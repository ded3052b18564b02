//! Common test utilities and helpers

use boltsocks::server::{Server, ServerConfig};
use std::net::SocketAddr;
use tokio::io::{AsyncReadExt, AsyncWriteExt};
use tokio::net::{TcpListener, TcpStream};
use tokio::task::JoinHandle;

/// Start a proxy bound to an ephemeral localhost port, returning its address
/// and the accept-loop join handle.
pub async fn spawn_proxy() -> anyhow::Result<(SocketAddr, JoinHandle<()>)> {
    let config = ServerConfig {
        port: 0,
        ..Default::default()
    };
    let server = Server::bind(config).await?;
    let addr = server.local_addr();

    let handle = tokio::spawn(async move {
        if let Err(e) = server.serve().await {
            eprintln!("[Test Proxy] Server error: {e}");
        }
    });

    Ok((addr, handle))
}

/// Spawn a simple TCP echo server for tests, returning its address and join handle.
#[allow(dead_code)]
pub async fn spawn_tcp_echo_server() -> anyhow::Result<(SocketAddr, JoinHandle<()>)> {
    let listener = TcpListener::bind("127.0.0.1:0").await?;
    let addr = listener.local_addr()?;

    let handle = tokio::spawn(async move {
        loop {
            match listener.accept().await {
                Ok((mut stream, _peer)) => {
                    tokio::spawn(async move {
                        let mut buf = [0u8; 1024];
                        loop {
                            match stream.read(&mut buf).await {
                                Ok(0) => break,
                                Ok(n) => {
                                    if stream.write_all(&buf[..n]).await.is_err() {
                                        break;
                                    }
                                }
                                Err(_) => break,
                            }
                        }
                    });
                }
                Err(e) => {
                    eprintln!("[Test Echo] Accept error: {e}");
                    break;
                }
            }
        }
    });

    Ok((addr, handle))
}

/// Run the no-authentication SOCKS5 greeting on an open proxy connection.
#[allow(dead_code)]
pub async fn greet_no_auth(stream: &mut TcpStream) -> anyhow::Result<()> {
    stream.write_all(&[0x05, 0x01, 0x00]).await?;
    let mut reply = [0u8; 2];
    stream.read_exact(&mut reply).await?;
    anyhow::ensure!(reply == [0x05, 0x00], "unexpected method reply: {reply:02x?}");
    Ok(())
}

/// Build a CONNECT request for an IPv4 target.
#[allow(dead_code)]
pub fn connect_request_v4(addr: SocketAddr) -> Vec<u8> {
    let SocketAddr::V4(v4) = addr else {
        panic!("expected an IPv4 address")
    };
    let mut request = vec![0x05, 0x01, 0x00, 0x01];
    request.extend_from_slice(&v4.ip().octets());
    request.extend_from_slice(&addr.port().to_be_bytes());
    request
}

/// Build a CONNECT request for a domain target.
#[allow(dead_code)]
pub fn connect_request_domain(host: &str, port: u16) -> Vec<u8> {
    let mut request = vec![0x05, 0x01, 0x00, 0x03, host.len() as u8];
    request.extend_from_slice(host.as_bytes());
    request.extend_from_slice(&port.to_be_bytes());
    request
}
//! Network-related utilities (TCP tuning)

use std::time::Duration;
use tokio::net::TcpStream;

/// Enable TCP_NODELAY and keep-alive on an endpoint.
///
/// Applied to both sides of a session; the keep-alive idle period comes from
/// server configuration and is the sole liveness mechanism for idle relays.
pub fn configure_tcp_stream(stream: &TcpStream, keepalive_idle: Duration) -> std::io::Result<()> {
    stream.set_nodelay(true)?;

    #[cfg(any(unix, windows))]
    {
        use socket2::{SockRef, TcpKeepalive};

        let keepalive = TcpKeepalive::new()
            .with_time(keepalive_idle)
            .with_interval(Duration::from_secs(30));

        SockRef::from(stream).set_tcp_keepalive(&keepalive)?;
    }

    Ok(())
}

__WHAT YOU SHOULD DO__
Transcribe all of the data exactly, leaving no line out.

__FINAL ANSWER__
repository ded3052b18564b02
//! Common test utilities and helpers

use boltsocks::server::{Server, ServerConfig};
use std::net::SocketAddr;
use tokio::io::{AsyncReadExt, AsyncWriteExt};
use tokio::net::{TcpListener, TcpStream};
use tokio::task::JoinHandle;

/// Start a proxy bound to an ephemeral localhost port, returning its address
/// and the accept-loop join handle.
pub async fn spawn_proxy() -> anyhow::Result<(SocketAddr, JoinHandle<()>)> {
    let config = ServerConfig {
        port: 0,
        ..Default::default()
    };
    let server = Server::bind(config).await?;
    let addr = server.local_addr();

    let handle = tokio::spawn(async move {
        if let Err(e) = server.serve().await {
            eprintln!("[Test Proxy] Server error: {e}");
        }
    });

    Ok((addr, handle))
}

/// Spawn a simple TCP echo server for tests, returning its address and join handle.
#[allow(dead_code)]
pub async fn spawn_tcp_echo_server() -> anyhow::Result<(SocketAddr, JoinHandle<()>)> {
    let listener = TcpListener::bind("127.0.0.1:0").await?;
    let addr = listener.local_addr()?;

    let handle = tokio::spawn(async move {
        loop {
            match listener.accept().await {
                Ok((mut stream, _peer)) => {
                    tokio::spawn(async move {
                        let mut buf = [0u8; 1024];
                        loop {
                            match stream.read(&mut buf).await {
                                Ok(0) => break,
                                Ok(n) => {
                                    if stream.write_all(&buf[..n]).await.is_err() {
                                        break;
                                    }
                                }
                                Err(_) => break,
                            }
                        }
                    });
                }
                Err(e) => {
                    eprintln!("[Test Echo] Accept error: {e}");
                    break;
                }
            }
        }
    });

    Ok((addr, handle))
}

/// Run the no-authentication SOCKS5 greeting on an open proxy connection.
#[allow(dead_code)]
pub async fn greet_no_auth(stream: &mut TcpStream) -> anyhow::Result<()> {
    stream.write_all(&[0x05, 0x01, 0x00]).await?;
    let mut reply = [0u8; 2];
    stream.read_exact(&mut reply).await?;
    anyhow::ensure!(reply == [0x05, 0x00], "unexpected method reply: {reply:02x?}");
    Ok(())
}

/// Build a CONNECT request for an IPv4 target.
#[allow(dead_code)]
pub fn connect_request_v4(addr: SocketAddr) -> Vec<u8> {
    let SocketAddr::V4(v4) = addr else {
        panic!("expected an IPv4 address")
    };
    let mut request = vec![0x05, 0x01, 0x00, 0x01];
    request.extend_from_slice(&v4.ip().octets());
    request.extend_from_slice(&addr.port().to_be_bytes());
    request
}

/// Build a CONNECT request for a domain target.
#[allow(dead_code)]
pub fn connect_request_domain(host: &str, port: u16) -> Vec<u8> {
    let mut request = vec![0x05, 0x01, 0x00, 0x03, host.len() as u8];
    request.extend_from_slice(host.as_bytes());
    request.extend_from_slice(&port.to_be_bytes());
    request
}
//! Network-related utilities (TCP tuning)

use std::time::Duration;
use tokio::net::TcpStream;

/// Enable TCP_NODELAY and keep-alive on an endpoint.
///
/// Applied to both sides of a session; the keep-alive idle period comes from
/// server configuration and is the sole liveness mechanism for idle relays.
pub fn configure_tcp_stream(stream: &TcpStream, keepalive_idle: Duration) -> std::io::Result<()> {
    stream.set_nodelay(true)?;

    #[cfg(any(unix, windows))]
    {
        use socket2::{SockRef, TcpKeepalive};

        let keepalive = TcpKeepalive::new()
            .with_time(keepalive_idle)
            .with_interval(Duration::from_secs(30));

        SockRef::from(stream).set_tcp_keepalive(&keepalive)?;
    }

    Ok(())
}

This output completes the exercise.